Selon les estimations, 26 400 Canadiens seront diagnostiqués avec un cancer colorectal en 2025, ce qui représente environ 10 % de tous les nouveaux cas de cancer observés dans le pays. Il s’agit du quatrième cancer le plus fréquemment diagnostiqué au Canada, avec un nombre estimé de 25 décès par jour.

Dans une interview accordée à Healthline après son diagnostic, James Van Der Beek a confié qu’il n’avait perçu aucun « signal d’alarme » particulier concernant ses symptômes. Il a également expliqué à People qu’il avait initialement attribué un léger changement dans ses selles à une consommation excessive de café ou à l’ajout de crème.

« J’avais arrêté le café et la crème, mais comme ça ne s’améliorait pas, je me suis dit qu’il valait mieux faire vérifier ça. »

James Van Der Beek, acteur

Face à cette augmentation des cas chez les jeunes adultes, les organisations de défense de la santé au Canada demandent aux autorités sanitaires d’abaisser l’âge du dépistage du cancer colorectal à 45 ans. Actuellement, les Canadiens doivent généralement attendre l’âge de 50 ans pour commencer les projections tous les deux ans.
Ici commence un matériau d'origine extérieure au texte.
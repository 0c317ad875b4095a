//! HTTP front end for the duel service.
//!
//! Turns inbound requests into typed [`duel_arena::DuelAction`] events,
//! forwards them to the duel actor, and renders the results as JSON.

pub mod api;
pub mod config;
pub mod logging;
Barry Stein, président et chef de la direction de Cancer colorectal Canada, souligne l’importance d’une détection précoce. Il a lui-même été diagnostiqué avec un cancer colorectal de stade quatre en 1995, après avoir ignoré des symptômes tels que du sang dans ses selles, des migraines, des douleurs abdominales et des nausées.

« J’avais 41 ans à l’époque et je n’avais aucune idée de ce qu’était le cancer », se souvient-il. « Les gens ne prononçaient pas beaucoup ce mot en 1995, encore moins le cancer colorectal. »
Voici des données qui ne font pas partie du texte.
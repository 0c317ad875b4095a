//! Duel lifecycle state machine.

use rand::SeedableRng;
use rand::rngs::StdRng;
use std::sync::Arc;

use super::dealer::DealerAuthorizer;
use super::errors::{DuelError, DuelResult};
use super::messages::{DuelAction, DuelResponse, Settlement};
use super::models::{Duel, DuelPhase};
use super::registry::{DuelRegistry, PairKey};
use crate::game::{GameState, MoveOutcome, apply_move};
use crate::payout::Payout;
use crate::records::{MatchRecord, MatchRecordManager, RankedStats};
use crate::{DuelId, UserId};

/// Owns every in-flight duel and drives them through their lifecycle.
///
/// Each call to [`DuelManager::handle`] runs one transition to completion.
/// Awaited collaborators (dealer authorization, record persistence) are
/// consulted before the registry is changed.
pub struct DuelManager {
    registry: DuelRegistry,
    records: MatchRecordManager,
    authorizer: Arc<dyn DealerAuthorizer>,
    rng: StdRng,
    next_duel_id: DuelId,
}

impl DuelManager {
    /// Create a manager with an OS-seeded first-mover source
    ///
    /// # Arguments
    ///
    /// * `records` - Match record store written on settlement
    /// * `authorizer` - Decides who may act as dealer
    pub fn new(records: MatchRecordManager, authorizer: Arc<dyn DealerAuthorizer>) -> Self {
        Self::with_rng(records, authorizer, StdRng::from_os_rng())
    }

    /// Create a manager with an explicit random source, e.g. a seeded one in tests
    pub fn with_rng(
        records: MatchRecordManager,
        authorizer: Arc<dyn DealerAuthorizer>,
        rng: StdRng,
    ) -> Self {
        Self {
            registry: DuelRegistry::new(),
            records,
            authorizer,
            rng,
            next_duel_id: 1,
        }
    }

    pub fn registry(&self) -> &DuelRegistry {
        &self.registry
    }

    pub fn records(&self) -> &MatchRecordManager {
        &self.records
    }

    /// Apply one action event
    ///
    /// # Errors
    ///
    /// Returns the `DuelError` explaining why the action was rejected; a
    /// rejected action leaves every duel unchanged.
    pub async fn handle(&mut self, action: DuelAction) -> DuelResult<DuelResponse> {
        match action {
            DuelAction::Challenge { user_id, stake } => self.challenge(user_id, stake),
            DuelAction::Join {
                user_id,
                challenger,
            } => self.join(user_id, challenger),
            DuelAction::JoinAsDealer {
                user_id,
                challenger,
            } => self.join_as_dealer(user_id, challenger).await,
            DuelAction::StartMatch {
                user_id,
                challenger,
            } => self.start_match(user_id, challenger),
            DuelAction::Move { user_id, cell } => self.make_move(user_id, cell).await,
            DuelAction::CancelOrWithdraw { user_id } => self.cancel_or_withdraw(user_id),
            DuelAction::GetDuel { user_id } => Ok(DuelResponse::Duel {
                duel: self.registry.find_by_participant(user_id).map(Duel::snapshot),
            }),
            DuelAction::RequestUserStats { user_id } => Ok(DuelResponse::UserStats {
                user_id,
                stats: self.records.query_user_stats(user_id).await?,
            }),
            DuelAction::RequestGlobalStats => {
                let entries = self
                    .records
                    .query_global_stats()
                    .await?
                    .into_iter()
                    .enumerate()
                    .map(|(i, (user_id, stats))| RankedStats::new(i + 1, user_id, stats))
                    .collect();
                Ok(DuelResponse::GlobalStats { entries })
            }
        }
    }

    fn allocate_id(&mut self) -> DuelId {
        let id = self.next_duel_id;
        self.next_duel_id += 1;
        id
    }

    /// Open duel whose challenger is `challenger`.
    fn challenge_of(&self, challenger: UserId) -> DuelResult<&Duel> {
        self.registry
            .find_by_participant(challenger)
            .filter(|duel| duel.challenger == challenger)
            .ok_or(DuelError::DuelNotFound)
    }

    fn challenge(&mut self, user_id: UserId, stake: i64) -> DuelResult<DuelResponse> {
        // The pot must stay representable.
        if stake <= 0 || stake.checked_mul(2).is_none() {
            return Err(DuelError::InvalidStake(stake));
        }
        if self.registry.contains_participant(user_id) {
            return Err(DuelError::AlreadyInDuel(user_id));
        }

        let duel = Duel::open(self.allocate_id(), user_id, stake);
        let snapshot = duel.snapshot();
        self.registry.register(duel)?;

        log::info!("Duel {}: user {} challenges for {}", snapshot.id, user_id, stake);
        Ok(DuelResponse::Challenged { duel: snapshot })
    }

    fn join(&mut self, user_id: UserId, challenger: UserId) -> DuelResult<DuelResponse> {
        if user_id == challenger {
            return Err(DuelError::CannotJoinOwnDuel);
        }
        if self.registry.contains_participant(user_id) {
            return Err(DuelError::AlreadyInDuel(user_id));
        }

        let duel = self.challenge_of(challenger)?;
        if duel.phase != DuelPhase::AwaitingOpponent {
            return Err(DuelError::InvalidPhase { phase: duel.phase });
        }

        let mut duel = self
            .registry
            .remove(PairKey::Open(challenger))
            .ok_or(DuelError::DuelNotFound)?;
        duel.opponent = Some(user_id);
        duel.phase = DuelPhase::AwaitingDealer;
        let snapshot = duel.snapshot();
        self.registry.register(duel)?;

        log::info!("Duel {}: user {} accepted, awaiting dealer", snapshot.id, user_id);
        Ok(DuelResponse::Joined { duel: snapshot })
    }

    async fn join_as_dealer(&mut self, user_id: UserId, challenger: UserId) -> DuelResult<DuelResponse> {
        if !self.authorizer.is_dealer(user_id).await {
            return Err(DuelError::Unauthorized(format!("user {user_id} is not a dealer")));
        }

        let duel = self.challenge_of(challenger)?;
        match duel.phase {
            DuelPhase::AwaitingOpponent => {
                return Err(DuelError::DuelNotReady("no opponent has joined".to_string()));
            }
            DuelPhase::AwaitingDealer => {}
            phase => return Err(DuelError::InvalidPhase { phase }),
        }
        if duel.dealer.is_some() {
            return Err(DuelError::DealerAlreadyAssigned);
        }
        if duel.is_participant(user_id) {
            return Err(DuelError::Unauthorized(
                "a participant cannot deal their own duel".to_string(),
            ));
        }

        let duel = self
            .registry
            .find_by_participant_mut(challenger)
            .ok_or(DuelError::DuelNotFound)?;
        duel.dealer = Some(user_id);

        log::info!("Duel {}: dealer {} assigned", duel.id, user_id);
        Ok(DuelResponse::DealerJoined {
            duel: duel.snapshot(),
        })
    }

    fn start_match(&mut self, user_id: UserId, challenger: UserId) -> DuelResult<DuelResponse> {
        let duel = self
            .registry
            .find_by_participant_mut(challenger)
            .filter(|duel| duel.challenger == challenger)
            .ok_or(DuelError::DuelNotFound)?;

        if !matches!(duel.phase, DuelPhase::AwaitingOpponent | DuelPhase::AwaitingDealer) {
            return Err(DuelError::InvalidPhase { phase: duel.phase });
        }
        let Some(opponent) = duel.opponent else {
            return Err(DuelError::DuelNotReady("no opponent has joined".to_string()));
        };
        let Some(dealer) = duel.dealer else {
            return Err(DuelError::DuelNotReady("no dealer has joined".to_string()));
        };
        if dealer != user_id {
            return Err(DuelError::Unauthorized(
                "only the assigned dealer can start the match".to_string(),
            ));
        }

        let game = GameState::start(duel.challenger, opponent, &mut self.rng)?;
        log::info!(
            "Duel {}: started by dealer {}, user {} moves first",
            duel.id,
            dealer,
            game.active_participant()
        );
        duel.game = Some(game);
        duel.phase = DuelPhase::InProgress;

        Ok(DuelResponse::Started {
            duel: duel.snapshot(),
        })
    }

    async fn make_move(&mut self, user_id: UserId, cell: usize) -> DuelResult<DuelResponse> {
        let duel = self
            .registry
            .find_by_participant_mut(user_id)
            .ok_or(DuelError::DuelNotFound)?;
        if duel.phase != DuelPhase::InProgress {
            return Err(DuelError::InvalidPhase { phase: duel.phase });
        }
        let game = duel.game.as_mut().ok_or(DuelError::InvalidPhase { phase: duel.phase })?;

        let outcome = apply_move(game, user_id, cell)?;
        log::debug!("Duel {}: user {} played cell {} -> {:?}", duel.id, user_id, cell, outcome);

        let (challenger, opponent, stake) = match (outcome, duel.opponent) {
            (MoveOutcome::Continue, _) | (_, None) => {
                return Ok(DuelResponse::Moved {
                    duel: duel.snapshot(),
                    outcome,
                });
            }
            (_, Some(opponent)) => (duel.challenger, opponent, duel.stake),
        };

        self.settle(challenger, opponent, stake, outcome).await
    }

    /// Pay out, record, then drop the finished duel from the registry.
    async fn settle(
        &mut self,
        challenger: UserId,
        opponent: UserId,
        stake: i64,
        outcome: MoveOutcome,
    ) -> DuelResult<DuelResponse> {
        let (winner, payout, record) = match outcome {
            MoveOutcome::Win(winner) => (
                Some(winner),
                Some(Payout::for_stake(stake, self.records.commission())),
                MatchRecord::win(challenger, opponent, stake, winner),
            ),
            _ => (None, None, MatchRecord::draw(challenger, opponent, stake)),
        };

        let record_persisted = match self.records.record_match(&record).await {
            Ok(()) => true,
            Err(e) => {
                log::error!(
                    "Failed to record match {} vs {} (stake {}): {}",
                    challenger,
                    opponent,
                    stake,
                    e
                );
                false
            }
        };

        let mut duel = self
            .registry
            .remove(PairKey::matched(challenger, opponent))
            .ok_or(DuelError::DuelNotFound)?;
        duel.phase = DuelPhase::Settled;

        match (winner, payout) {
            (Some(winner), Some(payout)) => log::info!(
                "Duel {}: user {} wins, net payout {} (commission {})",
                duel.id,
                winner,
                payout.net,
                payout.commission
            ),
            _ => log::info!("Duel {}: draw", duel.id),
        }

        Ok(DuelResponse::Settled {
            settlement: Settlement {
                duel: duel.snapshot(),
                outcome,
                winner,
                payout,
                record_persisted,
            },
        })
    }

    fn cancel_or_withdraw(&mut self, user_id: UserId) -> DuelResult<DuelResponse> {
        let duel = self
            .registry
            .find_by_participant(user_id)
            .ok_or(DuelError::DuelNotFound)?;
        if !matches!(duel.phase, DuelPhase::AwaitingOpponent | DuelPhase::AwaitingDealer) {
            return Err(DuelError::InvalidPhase { phase: duel.phase });
        }
        let key = PairKey::of(duel);

        if duel.challenger == user_id {
            let mut duel = self.registry.remove(key).ok_or(DuelError::DuelNotFound)?;
            duel.phase = DuelPhase::Cancelled;
            log::info!("Duel {}: cancelled by challenger {}", duel.id, user_id);
            return Ok(DuelResponse::Cancelled {
                duel: duel.snapshot(),
            });
        }

        let previous = self.registry.remove(key).ok_or(DuelError::DuelNotFound)?;
        let reopened = Duel::open(self.allocate_id(), previous.challenger, previous.stake);
        let snapshot = reopened.snapshot();
        self.registry.register(reopened)?;

        log::info!(
            "Duel {}: opponent {} withdrew, challenge reopened as duel {}",
            previous.id,
            user_id,
            snapshot.id
        );
        Ok(DuelResponse::Reopened {
            withdrawn: user_id,
            previous: previous.id,
            duel: snapshot,
        })
    }
}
Cancer Colorectal Canada propose cinq recommandations pour prévenir la maladie :

  1. Ne pas ignorer les changements dans les habitudes intestinales : Des modifications inexpliquées, du sang dans les selles, des douleurs abdominales persistantes, une perte de poids inexpliquée ou une fatigue ne doivent jamais être négligées.
  2. Ne pas sauter les projections régulières : Les dépistages réguliers permettent de détecter et d’éliminer les polypes précancéreux.
  3. Éviter les aliments liés au cancer colorectal : Privilégier une alimentation riche en grains entiers, en fruits et en légumes, et limiter la consommation de viandes transformées et de viande rouge, d’alcool et de boissons sucrées. Programme Aliments contre le cancer
  4. Éviter un mode de vie sédentaire : Intégrer de l’exercice régulier à sa routine.
  5. Ne pas ignorer son histoire familiale : Discuter de ses antécédents familiaux de cancer colorectal avec un professionnel de la santé.

« La prévention est tellement plus facile que le traitement », insiste Barry Stein. « Tout ce qu’il faut, c’est un kit, faire ses besoins dans les toilettes, l’envoyer au laboratoire avec un petit bâtonnet et découvrir si c’est positif. »

En se concentrant sur le dépistage et la prévention précoces, il est possible de détecter les problèmes potentiels à un stade précoce, avant qu’ils ne se transforment en cancer, sauvant ainsi des vies et réduisant le fardeau du traitement.